UN FORUM EXPLOSIF

UN FORUM EXPLOSIF

Léona Deschamps, Houlda

Les l6 et 17 mai 2007, avait lieu à Rimouski, le forum régional Hypersexualisation, sexualisation précoce et agressions sexuelles : impacts et pistes d’action.  J’étais une des quelques 200 participantEs de ce forum organisé par le Centre d’Aide et de Lutte contre les agressions à caractères sexuels (CALACS).  Ce forum visait à créer une mobilisation régionale dans le Bas-Saint-Laurent afin de contrer les méfaits des phénomènes identifiés avec stupeur.

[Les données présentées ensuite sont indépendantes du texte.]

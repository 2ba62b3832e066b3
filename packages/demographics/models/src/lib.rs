#![cfg_attr(feature = "fail-on-warnings", deny(warnings))]
#![warn(clippy::all, clippy::pedantic, clippy::nursery, clippy::cargo)]
#![allow(clippy::multiple_crate_versions, clippy::cargo_common_metadata)]

//! ZIP code demographic record types and bracket definitions.
//!
//! These types describe one normalized ZIP Code Tabulation Area (ZCTA) from
//! the ACS demographic export. Bracket enums carry the source column name
//! they are read from and the midpoint used when deriving weighted medians.

use std::collections::BTreeMap;

use serde::{Deserialize, Serialize};
use strum_macros::{AsRefStr, Display, EnumString};

/// Age bucket midpoints (years), in [`AgeBracket::ALL`] order.
pub const AGE_MIDPOINTS: [f64; 9] = [5.0, 15.0, 25.0, 35.0, 45.0, 55.0, 65.0, 75.0, 85.0];

/// Household income bucket midpoints (dollars), in [`IncomeBracket::ALL`]
/// order.
pub const INCOME_MIDPOINTS: [f64; 16] = [
    5_000.0, 12_500.0, 17_500.0, 22_500.0, 27_500.0, 32_500.0, 37_500.0, 42_500.0, 47_500.0,
    55_000.0, 67_500.0, 87_500.0, 112_500.0, 137_500.0, 175_000.0, 250_000.0,
];

/// Age decade bucket, reported as a percentage of a ZIP's population.
#[derive(
    Debug,
    Clone,
    Copy,
    PartialEq,
    Eq,
    PartialOrd,
    Ord,
    Hash,
    Serialize,
    Deserialize,
    Display,
    EnumString,
    AsRefStr,
)]
pub enum AgeBracket {
    /// Ages 0-9.
    #[serde(rename = "under_10")]
    #[strum(serialize = "under_10")]
    Under10,
    /// Ages 10-19.
    #[serde(rename = "10_to_19")]
    #[strum(serialize = "10_to_19")]
    From10To19,
    /// Ages 20-29.
    #[serde(rename = "20s")]
    #[strum(serialize = "20s")]
    Twenties,
    /// Ages 30-39.
    #[serde(rename = "30s")]
    #[strum(serialize = "30s")]
    Thirties,
    /// Ages 40-49.
    #[serde(rename = "40s")]
    #[strum(serialize = "40s")]
    Forties,
    /// Ages 50-59.
    #[serde(rename = "50s")]
    #[strum(serialize = "50s")]
    Fifties,
    /// Ages 60-69.
    #[serde(rename = "60s")]
    #[strum(serialize = "60s")]
    Sixties,
    /// Ages 70-79.
    #[serde(rename = "70s")]
    #[strum(serialize = "70s")]
    Seventies,
    /// Ages 80 and over.
    #[serde(rename = "over_80")]
    #[strum(serialize = "over_80")]
    Over80,
}

impl AgeBracket {
    /// Every age bracket, youngest first.
    pub const ALL: [Self; 9] = [
        Self::Under10,
        Self::From10To19,
        Self::Twenties,
        Self::Thirties,
        Self::Forties,
        Self::Fifties,
        Self::Sixties,
        Self::Seventies,
        Self::Over80,
    ];

    /// Canonical source column holding this bracket's percentage.
    #[must_use]
    pub const fn column(self) -> &'static str {
        match self {
            Self::Under10 => "age_under_10",
            Self::From10To19 => "age_10_to_19",
            Self::Twenties => "age_20s",
            Self::Thirties => "age_30s",
            Self::Forties => "age_40s",
            Self::Fifties => "age_50s",
            Self::Sixties => "age_60s",
            Self::Seventies => "age_70s",
            Self::Over80 => "age_over_80",
        }
    }

    /// Representative age for the bracket when deriving a weighted median.
    #[must_use]
    pub const fn midpoint(self) -> f64 {
        AGE_MIDPOINTS[self as usize]
    }
}

/// Household income bucket, reported as a percentage of households.
#[derive(
    Debug,
    Clone,
    Copy,
    PartialEq,
    Eq,
    PartialOrd,
    Ord,
    Hash,
    Serialize,
    Deserialize,
    Display,
    EnumString,
    AsRefStr,
)]
pub enum IncomeBracket {
    /// Under $10k.
    #[serde(rename = "under_10k")]
    #[strum(serialize = "under_10k")]
    Under10k,
    /// $10k-$15k.
    #[serde(rename = "10k_to_15k")]
    #[strum(serialize = "10k_to_15k")]
    From10kTo15k,
    /// $15k-$20k.
    #[serde(rename = "15k_to_20k")]
    #[strum(serialize = "15k_to_20k")]
    From15kTo20k,
    /// $20k-$25k.
    #[serde(rename = "20k_to_25k")]
    #[strum(serialize = "20k_to_25k")]
    From20kTo25k,
    /// $25k-$30k.
    #[serde(rename = "25k_to_30k")]
    #[strum(serialize = "25k_to_30k")]
    From25kTo30k,
    /// $30k-$35k.
    #[serde(rename = "30k_to_35k")]
    #[strum(serialize = "30k_to_35k")]
    From30kTo35k,
    /// $35k-$40k.
    #[serde(rename = "35k_to_40k")]
    #[strum(serialize = "35k_to_40k")]
    From35kTo40k,
    /// $40k-$45k.
    #[serde(rename = "40k_to_45k")]
    #[strum(serialize = "40k_to_45k")]
    From40kTo45k,
    /// $45k-$50k.
    #[serde(rename = "45k_to_50k")]
    #[strum(serialize = "45k_to_50k")]
    From45kTo50k,
    /// $50k-$60k.
    #[serde(rename = "50k_to_60k")]
    #[strum(serialize = "50k_to_60k")]
    From50kTo60k,
    /// $60k-$75k.
    #[serde(rename = "60k_to_75k")]
    #[strum(serialize = "60k_to_75k")]
    From60kTo75k,
    /// $75k-$100k.
    #[serde(rename = "75k_to_100k")]
    #[strum(serialize = "75k_to_100k")]
    From75kTo100k,
    /// $100k-$125k.
    #[serde(rename = "100k_to_125k")]
    #[strum(serialize = "100k_to_125k")]
    From100kTo125k,
    /// $125k-$150k.
    #[serde(rename = "125k_to_150k")]
    #[strum(serialize = "125k_to_150k")]
    From125kTo150k,
    /// $150k-$200k.
    #[serde(rename = "150k_to_200k")]
    #[strum(serialize = "150k_to_200k")]
    From150kTo200k,
    /// $200k and over.
    #[serde(rename = "over_200k")]
    #[strum(serialize = "over_200k")]
    Over200k,
}

impl IncomeBracket {
    /// Every income bracket, lowest first.
    pub const ALL: [Self; 16] = [
        Self::Under10k,
        Self::From10kTo15k,
        Self::From15kTo20k,
        Self::From20kTo25k,
        Self::From25kTo30k,
        Self::From30kTo35k,
        Self::From35kTo40k,
        Self::From40kTo45k,
        Self::From45kTo50k,
        Self::From50kTo60k,
        Self::From60kTo75k,
        Self::From75kTo100k,
        Self::From100kTo125k,
        Self::From125kTo150k,
        Self::From150kTo200k,
        Self::Over200k,
    ];

    /// The nine brackets below $50k.
    pub const UNDER_50K: [Self; 9] = [
        Self::Under10k,
        Self::From10kTo15k,
        Self::From15kTo20k,
        Self::From20kTo25k,
        Self::From25kTo30k,
        Self::From30kTo35k,
        Self::From35kTo40k,
        Self::From40kTo45k,
        Self::From45kTo50k,
    ];

    /// Canonical source column holding this bracket's percentage.
    #[must_use]
    pub const fn column(self) -> &'static str {
        match self {
            Self::Under10k => "income_household_under_10k",
            Self::From10kTo15k => "income_household_10k_to_15k",
            Self::From15kTo20k => "income_household_15k_to_20k",
            Self::From20kTo25k => "income_household_20k_to_25k",
            Self::From25kTo30k => "income_household_25k_to_30k",
            Self::From30kTo35k => "income_household_30k_to_35k",
            Self::From35kTo40k => "income_household_35k_to_40k",
            Self::From40kTo45k => "income_household_40k_to_45k",
            Self::From45kTo50k => "income_household_45k_to_50k",
            Self::From50kTo60k => "income_household_50k_to_60k",
            Self::From60kTo75k => "income_household_60k_to_75k",
            Self::From75kTo100k => "income_household_75k_to_100k",
            Self::From100kTo125k => "income_household_100k_to_125k",
            Self::From125kTo150k => "income_household_125k_to_150k",
            Self::From150kTo200k => "income_household_150k_to_200k",
            Self::Over200k => "income_household_over_200k",
        }
    }

    /// Representative income for the bracket when deriving a weighted
    /// median.
    #[must_use]
    pub const fn midpoint(self) -> f64 {
        INCOME_MIDPOINTS[self as usize]
    }
}

/// Census race category.
#[derive(
    Debug,
    Clone,
    Copy,
    PartialEq,
    Eq,
    PartialOrd,
    Ord,
    Hash,
    Serialize,
    Deserialize,
    Display,
    EnumString,
    AsRefStr,
)]
#[serde(rename_all = "snake_case")]
#[strum(serialize_all = "snake_case")]
pub enum Race {
    /// White alone.
    White,
    /// Black or African American alone.
    Black,
    /// Asian alone.
    Asian,
    /// American Indian and Alaska Native alone.
    Native,
    /// Native Hawaiian and Other Pacific Islander alone.
    Pacific,
}

impl Race {
    /// Every race category.
    pub const ALL: [Self; 5] = [
        Self::White,
        Self::Black,
        Self::Asian,
        Self::Native,
        Self::Pacific,
    ];

    /// Canonical source column holding this category's percentage.
    #[must_use]
    pub const fn column(self) -> &'static str {
        match self {
            Self::White => "race_white",
            Self::Black => "race_black",
            Self::Asian => "race_asian",
            Self::Native => "race_native",
            Self::Pacific => "race_pacific",
        }
    }
}

/// Canonical source column holding the Hispanic/Latino percentage.
pub const HISPANIC_COLUMN: &str = "hispanic";

/// Educational attainment category.
#[derive(
    Debug,
    Clone,
    Copy,
    PartialEq,
    Eq,
    PartialOrd,
    Ord,
    Hash,
    Serialize,
    Deserialize,
    Display,
    EnumString,
    AsRefStr,
)]
#[serde(rename_all = "snake_case")]
#[strum(serialize_all = "snake_case")]
pub enum EducationLevel {
    /// High school graduate.
    #[serde(rename = "highschool")]
    #[strum(serialize = "highschool")]
    HighSchool,
    /// Some college, no degree.
    SomeCollege,
    /// Bachelor's degree.
    Bachelors,
    /// Graduate or professional degree.
    Graduate,
    /// Any college degree or above.
    CollegeOrAbove,
}

impl EducationLevel {
    /// Every attainment category.
    pub const ALL: [Self; 5] = [
        Self::HighSchool,
        Self::SomeCollege,
        Self::Bachelors,
        Self::Graduate,
        Self::CollegeOrAbove,
    ];

    /// Canonical source column holding this category's percentage.
    #[must_use]
    pub const fn column(self) -> &'static str {
        match self {
            Self::HighSchool => "education_highschool",
            Self::SomeCollege => "education_some_college",
            Self::Bachelors => "education_bachelors",
            Self::Graduate => "education_graduate",
            Self::CollegeOrAbove => "education_college_or_above",
        }
    }
}

/// One normalized ZIP code.
///
/// Bracket and category maps hold percentages (0-100) exactly as reported
/// by the source; a missing key means the source had no usable value.
#[derive(Debug, Clone, PartialEq, Serialize, Deserialize)]
#[serde(rename_all = "camelCase")]
pub struct ZipRecord {
    /// Five-digit, zero-padded ZIP code.
    pub zip_code: String,
    /// Total residents.
    pub population: u64,
    /// Centroid latitude.
    pub latitude: Option<f64>,
    /// Centroid longitude.
    pub longitude: Option<f64>,
    /// Share of residents per age bracket (percent).
    pub age_brackets: BTreeMap<AgeBracket, f64>,
    /// Share of households per income bracket (percent).
    pub income_brackets: BTreeMap<IncomeBracket, f64>,
    /// Share of residents per race category (percent).
    pub race_pct: BTreeMap<Race, f64>,
    /// Share of Hispanic/Latino residents (percent).
    pub hispanic_pct: Option<f64>,
    /// Share of adults per attainment category (percent).
    pub education_pct: BTreeMap<EducationLevel, f64>,
    /// Population-weighted mean of the age bracket midpoints.
    pub median_age: Option<f64>,
    /// Population-weighted mean of the income bracket midpoints.
    pub median_income: Option<f64>,
    /// Fraction (0-1) of adults holding a college degree or above.
    pub college_degree_pct: Option<f64>,
    /// State display name.
    pub state: Option<String>,
}

impl ZipRecord {
    /// Percentage of residents in the given age bracket.
    #[must_use]
    pub fn age_pct(&self, bracket: AgeBracket) -> Option<f64> {
        self.age_brackets.get(&bracket).copied()
    }

    /// Percentage of households in the given income bracket.
    #[must_use]
    pub fn income_pct(&self, bracket: IncomeBracket) -> Option<f64> {
        self.income_brackets.get(&bracket).copied()
    }

    /// Percentage of residents in the given race category.
    #[must_use]
    pub fn race(&self, race: Race) -> Option<f64> {
        self.race_pct.get(&race).copied()
    }

    /// Race share as a fraction (0-1).
    #[must_use]
    pub fn race_fraction(&self, race: Race) -> Option<f64> {
        self.race(race).map(|pct| pct / 100.0)
    }

    /// Hispanic/Latino share as a fraction (0-1).
    #[must_use]
    pub fn hispanic_fraction(&self) -> Option<f64> {
        self.hispanic_pct.map(|pct| pct / 100.0)
    }

    /// Percentage of adults in the given attainment category.
    #[must_use]
    pub fn education(&self, level: EducationLevel) -> Option<f64> {
        self.education_pct.get(&level).copied()
    }

    /// `(latitude, longitude)` when both are known.
    #[must_use]
    pub fn coordinates(&self) -> Option<(f64, f64)> {
        Some((self.latitude?, self.longitude?))
    }
}

/// Key fields of a single record, used by the data-status report.
#[derive(Debug, Clone, PartialEq, Serialize, Deserialize)]
#[serde(rename_all = "camelCase")]
pub struct ZipSample {
    /// ZIP code.
    pub zip_code: String,
    /// Total residents.
    pub population: u64,
    /// Centroid latitude.
    pub latitude: Option<f64>,
    /// Centroid longitude.
    pub longitude: Option<f64>,
    /// State display name.
    pub state: Option<String>,
}

impl From<&ZipRecord> for ZipSample {
    fn from(record: &ZipRecord) -> Self {
        Self {
            zip_code: record.zip_code.clone(),
            population: record.population,
            latitude: record.latitude,
            longitude: record.longitude,
            state: record.state.clone(),
        }
    }
}

/// Diagnostic snapshot of the shared dataset.
#[derive(Debug, Clone, PartialEq, Serialize, Deserialize)]
#[serde(rename_all = "camelCase")]
pub struct DatasetStatus {
    /// Whether the dataset has been loaded into memory.
    pub loaded: bool,
    /// Number of ZIP records.
    pub zip_codes: usize,
    /// Number of ZIP records with both coordinates.
    pub zip_codes_with_coordinates: usize,
    /// Sum of all populations.
    pub total_population: u64,
    /// The first few records.
    pub sample: Vec<ZipSample>,
}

Dès l’ouverture, Pierrette Bouchard présente les résultats de sa recherche concernant le lien entre l’hypersexualisation, la sexualisation précoce et les agressions sexuelles.  Documentation à l’appui, la conférencière confirme rapidement les perceptions intuitives des délégations issues des divers secteurs du Bas-Saint-Laurent : scolaire, municipal, communautaire, familial, de la santé, des médias, des commerces et des organismes jeunesse.  L’impératif de susciter une réflexion commune sur ces phénomènes et de développer collectivement des pistes d’actions s’avère une urgence !

Dans  l’après-midi les participantEs sont invitées à se disperser dans les divers ateliers afin d’approfondir des éléments particuliers d’information sur l’hypersexualisation, la sexualisation précoce et les agressions sexuelles.  Après une mini–conférence, l’échange des réactions préparera  à l’élaboration de pistes d’action plus ajustées aux méfaits du phénomène dans les divers secteurs visés de la région.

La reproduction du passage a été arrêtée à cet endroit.